__ABOUT THIS TASK__:
First find the line with "shape: &Shape, ctx: &EvalContext)" in the entries below, then set down exactly every line through the line with "other.type_name()", that line included.

__RECORDS SUPPLIED__:
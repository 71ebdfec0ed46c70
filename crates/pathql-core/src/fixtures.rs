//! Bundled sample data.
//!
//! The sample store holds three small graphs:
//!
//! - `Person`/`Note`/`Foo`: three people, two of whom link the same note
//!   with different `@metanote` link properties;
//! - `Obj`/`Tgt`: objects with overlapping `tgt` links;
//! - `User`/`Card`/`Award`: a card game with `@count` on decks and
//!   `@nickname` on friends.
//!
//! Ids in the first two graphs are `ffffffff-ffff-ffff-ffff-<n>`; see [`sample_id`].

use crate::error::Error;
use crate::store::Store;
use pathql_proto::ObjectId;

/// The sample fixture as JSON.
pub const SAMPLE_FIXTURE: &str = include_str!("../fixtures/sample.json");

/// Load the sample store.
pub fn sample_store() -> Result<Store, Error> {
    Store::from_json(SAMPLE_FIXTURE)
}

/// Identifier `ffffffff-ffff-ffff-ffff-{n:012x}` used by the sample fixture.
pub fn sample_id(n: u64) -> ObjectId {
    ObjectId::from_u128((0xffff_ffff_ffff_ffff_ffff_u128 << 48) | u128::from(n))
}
---
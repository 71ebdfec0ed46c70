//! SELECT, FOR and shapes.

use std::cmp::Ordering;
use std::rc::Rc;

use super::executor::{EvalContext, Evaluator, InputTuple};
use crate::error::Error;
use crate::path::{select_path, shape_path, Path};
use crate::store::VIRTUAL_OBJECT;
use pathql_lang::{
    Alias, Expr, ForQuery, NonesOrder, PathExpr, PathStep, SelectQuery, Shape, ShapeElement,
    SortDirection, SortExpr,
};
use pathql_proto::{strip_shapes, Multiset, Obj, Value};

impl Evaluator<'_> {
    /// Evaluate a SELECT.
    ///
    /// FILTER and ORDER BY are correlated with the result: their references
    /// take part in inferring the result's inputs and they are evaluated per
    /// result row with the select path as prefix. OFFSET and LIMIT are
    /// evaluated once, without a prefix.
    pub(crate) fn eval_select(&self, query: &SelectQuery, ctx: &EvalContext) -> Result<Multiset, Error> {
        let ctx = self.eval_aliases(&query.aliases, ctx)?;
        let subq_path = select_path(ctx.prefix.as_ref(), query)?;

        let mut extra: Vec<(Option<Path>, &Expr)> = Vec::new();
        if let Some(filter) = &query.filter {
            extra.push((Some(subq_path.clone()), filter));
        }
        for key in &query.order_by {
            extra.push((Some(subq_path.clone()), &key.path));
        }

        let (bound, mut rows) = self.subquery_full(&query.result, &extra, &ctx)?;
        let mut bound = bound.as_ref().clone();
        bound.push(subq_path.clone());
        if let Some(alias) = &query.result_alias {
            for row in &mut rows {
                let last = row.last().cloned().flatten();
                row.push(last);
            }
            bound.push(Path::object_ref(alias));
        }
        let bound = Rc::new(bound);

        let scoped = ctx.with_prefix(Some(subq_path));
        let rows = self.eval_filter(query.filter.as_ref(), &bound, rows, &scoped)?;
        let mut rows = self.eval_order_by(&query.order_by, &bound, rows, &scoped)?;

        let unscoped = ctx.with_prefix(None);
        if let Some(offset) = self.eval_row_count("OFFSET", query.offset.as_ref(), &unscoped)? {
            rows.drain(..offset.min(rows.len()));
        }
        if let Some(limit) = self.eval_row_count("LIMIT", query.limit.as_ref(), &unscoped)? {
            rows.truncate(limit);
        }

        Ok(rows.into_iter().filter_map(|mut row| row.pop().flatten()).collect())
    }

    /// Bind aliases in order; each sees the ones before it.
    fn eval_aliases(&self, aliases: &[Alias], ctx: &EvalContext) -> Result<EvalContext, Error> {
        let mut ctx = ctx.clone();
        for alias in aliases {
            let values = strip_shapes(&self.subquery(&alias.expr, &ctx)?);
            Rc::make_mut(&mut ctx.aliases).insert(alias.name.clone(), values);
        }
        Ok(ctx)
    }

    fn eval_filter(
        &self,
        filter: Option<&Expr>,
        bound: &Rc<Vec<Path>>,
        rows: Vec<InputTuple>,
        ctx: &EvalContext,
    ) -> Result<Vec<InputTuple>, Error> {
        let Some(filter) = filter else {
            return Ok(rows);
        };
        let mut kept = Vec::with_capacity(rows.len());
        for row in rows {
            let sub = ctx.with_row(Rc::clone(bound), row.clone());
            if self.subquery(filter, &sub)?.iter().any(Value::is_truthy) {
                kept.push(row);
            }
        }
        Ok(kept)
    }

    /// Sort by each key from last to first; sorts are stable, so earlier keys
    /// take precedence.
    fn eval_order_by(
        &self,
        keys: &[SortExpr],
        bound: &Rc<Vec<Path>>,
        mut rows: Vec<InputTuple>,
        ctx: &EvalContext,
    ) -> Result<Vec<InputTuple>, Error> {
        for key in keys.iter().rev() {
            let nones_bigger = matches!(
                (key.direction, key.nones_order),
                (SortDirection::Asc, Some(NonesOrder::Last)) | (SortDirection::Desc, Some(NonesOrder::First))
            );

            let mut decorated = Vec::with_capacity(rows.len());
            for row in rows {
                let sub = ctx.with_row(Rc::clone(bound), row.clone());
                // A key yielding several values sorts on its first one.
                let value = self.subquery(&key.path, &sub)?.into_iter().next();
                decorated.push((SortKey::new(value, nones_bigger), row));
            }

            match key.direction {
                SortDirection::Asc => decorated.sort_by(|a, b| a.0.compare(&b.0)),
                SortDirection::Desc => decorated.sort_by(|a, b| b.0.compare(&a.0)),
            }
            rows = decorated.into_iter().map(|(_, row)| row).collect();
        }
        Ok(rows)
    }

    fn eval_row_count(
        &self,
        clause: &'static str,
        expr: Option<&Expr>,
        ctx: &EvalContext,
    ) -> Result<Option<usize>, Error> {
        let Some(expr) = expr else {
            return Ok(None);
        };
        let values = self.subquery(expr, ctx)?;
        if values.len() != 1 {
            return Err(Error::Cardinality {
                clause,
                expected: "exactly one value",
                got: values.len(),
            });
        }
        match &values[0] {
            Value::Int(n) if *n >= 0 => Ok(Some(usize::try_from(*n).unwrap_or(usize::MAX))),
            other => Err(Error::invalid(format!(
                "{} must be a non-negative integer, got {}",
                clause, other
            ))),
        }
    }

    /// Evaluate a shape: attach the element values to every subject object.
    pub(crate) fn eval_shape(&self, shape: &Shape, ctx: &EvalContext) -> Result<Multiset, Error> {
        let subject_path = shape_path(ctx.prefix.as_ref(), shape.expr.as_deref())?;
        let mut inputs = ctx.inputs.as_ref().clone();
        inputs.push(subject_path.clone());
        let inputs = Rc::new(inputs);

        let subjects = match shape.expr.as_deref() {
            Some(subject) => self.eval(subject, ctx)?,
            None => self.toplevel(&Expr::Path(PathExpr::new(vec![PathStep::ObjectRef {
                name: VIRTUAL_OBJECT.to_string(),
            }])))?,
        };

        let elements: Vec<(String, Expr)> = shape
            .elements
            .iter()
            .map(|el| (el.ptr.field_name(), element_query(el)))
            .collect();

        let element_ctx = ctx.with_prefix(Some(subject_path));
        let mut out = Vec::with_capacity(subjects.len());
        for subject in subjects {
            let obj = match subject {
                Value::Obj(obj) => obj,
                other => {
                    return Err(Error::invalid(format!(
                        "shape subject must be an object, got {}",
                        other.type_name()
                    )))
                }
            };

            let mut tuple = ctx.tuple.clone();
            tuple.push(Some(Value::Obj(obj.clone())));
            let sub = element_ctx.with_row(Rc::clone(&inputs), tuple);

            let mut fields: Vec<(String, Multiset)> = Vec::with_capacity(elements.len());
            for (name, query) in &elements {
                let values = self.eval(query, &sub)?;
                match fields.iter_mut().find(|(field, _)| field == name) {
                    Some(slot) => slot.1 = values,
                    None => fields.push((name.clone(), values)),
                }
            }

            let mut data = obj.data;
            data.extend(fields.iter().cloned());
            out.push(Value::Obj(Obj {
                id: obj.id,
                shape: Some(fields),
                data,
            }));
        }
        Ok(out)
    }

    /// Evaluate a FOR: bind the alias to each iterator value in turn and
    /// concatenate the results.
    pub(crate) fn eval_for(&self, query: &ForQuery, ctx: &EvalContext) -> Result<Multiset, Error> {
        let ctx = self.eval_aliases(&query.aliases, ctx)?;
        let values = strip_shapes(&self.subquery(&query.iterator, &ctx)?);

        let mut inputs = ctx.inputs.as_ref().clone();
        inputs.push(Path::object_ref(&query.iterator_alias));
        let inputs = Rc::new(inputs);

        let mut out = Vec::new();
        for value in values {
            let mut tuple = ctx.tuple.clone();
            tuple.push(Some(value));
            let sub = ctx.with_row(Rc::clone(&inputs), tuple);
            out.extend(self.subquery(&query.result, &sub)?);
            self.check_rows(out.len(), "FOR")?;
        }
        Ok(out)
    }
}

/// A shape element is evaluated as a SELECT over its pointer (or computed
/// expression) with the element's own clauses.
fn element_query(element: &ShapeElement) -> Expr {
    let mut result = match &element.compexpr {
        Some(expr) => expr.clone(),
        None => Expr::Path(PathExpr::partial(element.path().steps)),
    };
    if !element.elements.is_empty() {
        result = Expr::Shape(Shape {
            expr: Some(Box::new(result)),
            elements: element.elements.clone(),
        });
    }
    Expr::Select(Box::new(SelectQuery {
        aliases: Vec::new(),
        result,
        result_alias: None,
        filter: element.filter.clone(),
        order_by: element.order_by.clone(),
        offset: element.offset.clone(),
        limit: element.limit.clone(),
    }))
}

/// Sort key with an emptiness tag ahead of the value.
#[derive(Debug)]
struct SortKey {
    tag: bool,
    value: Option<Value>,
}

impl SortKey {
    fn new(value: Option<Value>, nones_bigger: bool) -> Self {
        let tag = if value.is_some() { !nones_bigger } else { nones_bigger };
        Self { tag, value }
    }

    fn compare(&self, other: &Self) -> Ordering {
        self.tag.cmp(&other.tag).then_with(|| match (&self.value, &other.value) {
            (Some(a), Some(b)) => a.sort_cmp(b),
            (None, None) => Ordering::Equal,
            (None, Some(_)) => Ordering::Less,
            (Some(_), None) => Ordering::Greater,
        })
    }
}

__RESULT FOR THIS EXERCISE__:
    pub(crate) fn eval_shape(&self, shape: &Shape, ctx: &EvalContext) -> Result<Multiset, Error> {
        let subject_path = shape_path(ctx.prefix.as_ref(), shape.expr.as_deref())?;
        let mut inputs = ctx.inputs.as_ref().clone();
        inputs.push(subject_path.clone());
        let inputs = Rc::new(inputs);

        let subjects = match shape.expr.as_deref() {
            Some(subject) => self.eval(subject, ctx)?,
            None => self.toplevel(&Expr::Path(PathExpr::new(vec![PathStep::ObjectRef {
                name: VIRTUAL_OBJECT.to_string(),
            }])))?,
        };

        let elements: Vec<(String, Expr)> = shape
            .elements
            .iter()
            .map(|el| (el.ptr.field_name(), element_query(el)))
            .collect();

        let element_ctx = ctx.with_prefix(Some(subject_path));
        let mut out = Vec::with_capacity(subjects.len());
        for subject in subjects {
            let obj = match subject {
                Value::Obj(obj) => obj,
                other => {
                    return Err(Error::invalid(format!(
                        "shape subject must be an object, got {}",
                        other.type_name()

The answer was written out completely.